What goes around comes around but usually with a new twist. Sadly the main difference with the 70s is the worldwide nature of the crisis and the scale of the debts and deficits.
The risk is to the downside with a muddle turning into a serious accident.



3 Comments posted by readers:
As we casually glance at the complexity and interconnectivity of the world’s financial “systems”, and the legions of synthetic instruments such as futures, options, credit default swaps, interest rate derivatives, etc., even a layperson recognizes that there is massive counter party risk everywhere we look.
One example here: JPM and GS have sold tons of credit default swaps to Europe, in a desperate attempt to contain the massive financial problems there. So in essence, these derivatives contain massive counter-party risk. If Greece defaults, these US banks will lose almost as much as the big Euro banks (but the US doesn’t want the world to know that!).

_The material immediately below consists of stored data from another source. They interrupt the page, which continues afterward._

//! Feature pages. Each page is independent: it resolves its data through the
//! shared session context and owns its own render phases and mutations.

pub mod history;
pub mod profile;
pub mod saved;
pub mod search;
pub mod uploads;
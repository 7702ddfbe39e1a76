//! Transient notification host and the context feature pages raise
//! notifications through.

use gloo::timers::callback::Timeout;
use yew::prelude::*;

/// Visual flavour of a toast.
#[derive(Clone, Copy, Debug, PartialEq, Eq)]
pub(crate) enum ToastKind {
    Success,
    Error,
}

/// One queued notification.
#[derive(Clone, Debug, PartialEq, Eq)]
pub(crate) struct Toast {
    pub id: u64,
    pub kind: ToastKind,
    pub message: String,
}

/// Context handle the feature pages use to raise notifications.
#[derive(Clone, PartialEq)]
pub(crate) struct Toaster {
    push: Callback<(ToastKind, String)>,
}

impl Toaster {
    pub(crate) const fn new(push: Callback<(ToastKind, String)>) -> Self {
        Self { push }
    }

    pub(crate) fn success(&self, message: impl Into<String>) {
        self.push.emit((ToastKind::Success, message.into()));
    }

    pub(crate) fn error(&self, message: impl Into<String>) {
        self.push.emit((ToastKind::Error, message.into()));
    }
}

#[derive(Properties, PartialEq)]
pub(crate) struct ToastHostProps {
    pub toasts: Vec<Toast>,
    pub on_dismiss: Callback<u64>,
}

#[function_component(ToastHost)]
pub(crate) fn toast_host(props: &ToastHostProps) -> Html {
    {
        let toasts = props.toasts.clone();
        let on_dismiss = props.on_dismiss.clone();
        use_effect_with_deps(
            move |list: &Vec<Toast>| {
                let mut handles = Vec::new();
                for toast in list.iter() {
                    let on_dismiss = on_dismiss.clone();
                    let id = toast.id;
                    handles.push(Timeout::new(4000, move || on_dismiss.emit(id)));
                }
                move || drop(handles)
            },
            toasts,
        );
    }

    html! {
        <div class="toast-host" aria-live="polite" aria-atomic="true">
            {for props.toasts.iter().map(|toast| render_toast(toast, props.on_dismiss.clone()))}
        </div>
    }
}

fn render_toast(toast: &Toast, on_dismiss: Callback<u64>) -> Html {
    let class = match toast.kind {
        ToastKind::Success => "success",
        ToastKind::Error => "error",
    };
    let id = toast.id;
    let on_close = Callback::from(move |_| on_dismiss.emit(id));

    html! {
        <div class={classes!("toast", class)} role="status">
            <span>{toast.message.clone()}</span>
            <button class="ghost" aria-label="Dismiss" onclick={on_close}>{"✕"}</button>
        </div>
    }
}
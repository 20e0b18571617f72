//! Raw (fast-path) section codec.
//!
//! Bulk-copies the vertex and index buffers as native memory blocks
//! instead of per-field streams: one slice copy per block, no per-field
//! marshaling. The encoding is byte-exact only between builds that agree
//! on the [`SectionVertex`] layout and byte order — use it for
//! same-platform round trips (a save file reloaded in place), never as a
//! cross-platform wire format. [`crate::write_section`] is the portable
//! codec.
//!
//! Unlike the structured codec, the decoder trusts the encoded bounding
//! box verbatim instead of rebuilding it from vertex data.

use bytemuck::Pod;
use mesh_section::{Aabb, MeshSection, Point3, SectionVertex};
use tracing::debug;

use crate::error::{IoError, IoResult};

/// Append the raw encoding of `section` to `out`.
///
/// # Errors
///
/// Returns [`IoError::SectionTooLarge`] when a buffer length does not fit
/// the format's 32-bit counts.
///
/// # Example
///
/// ```
/// use mesh_section::{MeshSection, SectionVertex};
/// use mesh_section_io::{decode_section_raw, encode_section_raw};
///
/// let mut section = MeshSection::new();
/// section.add_vertex(SectionVertex::from_raw(1.0, 2.0, 3.0, 0.0, 0.0, 1.0, 0));
///
/// let mut bytes = Vec::new();
/// encode_section_raw(&section, &mut bytes).unwrap();
///
/// let decoded = decode_section_raw(&bytes).unwrap();
/// assert_eq!(decoded.vertices, section.vertices);
/// assert_eq!(decoded.bounds, section.bounds);
/// ```
pub fn encode_section_raw(section: &MeshSection, out: &mut Vec<u8>) -> IoResult<()> {
    let vertex_count = wire_count(section.vertices.len())?;
    out.extend_from_slice(&vertex_count.to_ne_bytes());

    let (min, max) = (section.bounds.min, section.bounds.max);
    for value in [min.x, min.y, min.z, max.x, max.y, max.z] {
        out.extend_from_slice(&value.to_ne_bytes());
    }

    out.extend_from_slice(bytemuck::cast_slice(&section.vertices));

    let index_count = wire_count(section.indices.len())?;
    out.extend_from_slice(&index_count.to_ne_bytes());
    out.extend_from_slice(bytemuck::cast_slice(&section.indices));

    Ok(())
}

/// Decode a section produced by [`encode_section_raw`].
///
/// Every declared count is validated against the remaining input before
/// any allocation or copy, so a corrupt or truncated buffer yields an
/// error instead of an oversized allocation. Trailing bytes after the
/// section are ignored.
///
/// The bounding box is assigned directly from the header — no recompute
/// from vertex data, no corner reordering. A box that was wider than its
/// points at encode time comes back byte-identical.
///
/// # Errors
///
/// - [`IoError::Truncated`] if the buffer ends inside a declared region
/// - [`IoError::CorruptStream`] if a count is negative or a block size
///   overflows
pub fn decode_section_raw(bytes: &[u8]) -> IoResult<MeshSection> {
    let mut cursor = RawCursor::new(bytes);

    let vertex_count = cursor.read_count("vertex count")?;
    let min = cursor.read_point3("bounds min")?;
    let max = cursor.read_point3("bounds max")?;

    let vertices = cursor.read_pod_block::<SectionVertex>(vertex_count, "vertex block")?;

    let index_count = cursor.read_count("index count")?;
    let indices = cursor.read_pod_block::<u32>(index_count, "index block")?;

    debug!("decoded raw section: {vertex_count} vertices, {index_count} indices");

    // The encoded box is authoritative here.
    Ok(MeshSection {
        vertices,
        indices,
        bounds: Aabb { min, max },
    })
}

/// Convert a buffer length to a wire-format count.
fn wire_count(len: usize) -> IoResult<i32> {
    i32::try_from(len).map_err(|_| IoError::SectionTooLarge { len })
}

/// Bounds-checked cursor over the input buffer.
struct RawCursor<'a> {
    bytes: &'a [u8],
    offset: usize,
}

impl<'a> RawCursor<'a> {
    const fn new(bytes: &'a [u8]) -> Self {
        Self { bytes, offset: 0 }
    }

    /// Take `len` bytes from the current position.
    fn take(&mut self, len: usize, context: &'static str) -> IoResult<&'a [u8]> {
        let end = self
            .offset
            .checked_add(len)
            .ok_or_else(|| IoError::corrupt(format!("{context} length overflows")))?;
        let block = self
            .bytes
            .get(self.offset..end)
            .ok_or(IoError::Truncated { context })?;
        self.offset = end;
        Ok(block)
    }

    fn read_i32(&mut self, context: &'static str) -> IoResult<i32> {
        let block = self.take(4, context)?;
        let mut buf = [0u8; 4];
        buf.copy_from_slice(block);
        Ok(i32::from_ne_bytes(buf))
    }

    fn read_f32(&mut self, context: &'static str) -> IoResult<f32> {
        let block = self.take(4, context)?;
        let mut buf = [0u8; 4];
        buf.copy_from_slice(block);
        Ok(f32::from_ne_bytes(buf))
    }

    fn read_count(&mut self, context: &'static str) -> IoResult<usize> {
        let raw = self.read_i32(context)?;
        usize::try_from(raw).map_err(|_| IoError::corrupt(format!("negative {context}: {raw}")))
    }

    fn read_point3(&mut self, context: &'static str) -> IoResult<Point3<f32>> {
        let x = self.read_f32(context)?;
        let y = self.read_f32(context)?;
        let z = self.read_f32(context)?;
        Ok(Point3::new(x, y, z))
    }

    /// Bulk-copy `count` POD records out of the buffer.
    ///
    /// The block length is validated (with overflow-checked arithmetic)
    /// before the destination is allocated, then filled with a single
    /// slice copy.
    fn read_pod_block<T: Pod>(&mut self, count: usize, context: &'static str) -> IoResult<Vec<T>> {
        let byte_len = count
            .checked_mul(std::mem::size_of::<T>())
            .ok_or_else(|| IoError::corrupt(format!("{context} size overflows")))?;
        let block = self.take(byte_len, context)?;

        let mut items = vec![T::zeroed(); count];
        bytemuck::cast_slice_mut::<T, u8>(&mut items).copy_from_slice(block);
        Ok(items)
    }
}
//! Error types for section serialization.

use thiserror::Error;

/// Result type for section serialization operations.
pub type IoResult<T> = Result<T, IoError>;

/// Errors that can occur while encoding or decoding a mesh section.
#[derive(Debug, Error)]
pub enum IoError {
    /// The stream or buffer ended inside a declared region.
    #[error("truncated stream while reading {context}")]
    Truncated {
        /// What was being read when the data ran out.
        context: &'static str,
    },

    /// A declared count or size is impossible (negative, or overflows).
    #[error("corrupt stream: {message}")]
    CorruptStream {
        /// Description of what was invalid.
        message: String,
    },

    /// A buffer is too large for the wire format's 32-bit counts.
    #[error("section too large for wire format: {len} elements")]
    SectionTooLarge {
        /// Length of the offending buffer.
        len: usize,
    },

    /// I/O error from the standard library.
    #[error("I/O error: {0}")]
    Io(#[from] std::io::Error),
}

impl IoError {
    /// Create a `CorruptStream` error with the given message.
    #[must_use]
    pub fn corrupt(message: impl Into<String>) -> Self {
        Self::CorruptStream {
            message: message.into(),
        }
    }
}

So yes, indeed, “this is a very uncertain world” as the Ed. stated; and since physical gold and silver are currencies without counter party risk, the only thing that we can do to avoid counter-party risk is to own physical gold and silver.
obewon hit the nail on the head. The amount of public, corporate and private debt out there now is crazy. No one knows the total amount of credit default swaps waiting to explode and bankrupt many financial institutions. All I can say is that many experts keep writing that the lack of government oversight and regulation of the banking system will, sooner or later, cause another collapse worse than 2008.
You would sure want to own some physical gold and silver if that happens.
I’m watching a parade of people on Kudlow all of a sudden telling Congress to quit fooling around with the debt ceiling. The fat cats are starting to sweat as they contemplate what will happen to their wealth if the USA doesn’t pay its’ bills.
Interestingly, Pritchard wrote in the Telegraph that the money supply in the euro zone was shrinking which usually forewarns of a recession within 6 months.
Here’s a frightening statistic:
The total amount of derivatives (of all kinds) has now exceeded 1 quadrillion! In 2008, it was approx. $700 trillion.
Source: http://www.infiniteunknown.net/2008/06/11/total-notional-value-of-derivatives-outstanding-surpasses-one-quadrillion/
The natural question that we, as laypeople, should ask is this: “Why did Obama sign the Dodd-Frank Financial Reform bill into law, when all of the financial experts stated last year that it would be a total failure?”
This bill was written by the lawyers who work for JPM, GS, Citi, B of A, etc.; so the big Wall St. banks got exactly what they wanted from this financial reform bill (loose translation: “OK, boys, we got what we wanted; it’s now business as usual.”)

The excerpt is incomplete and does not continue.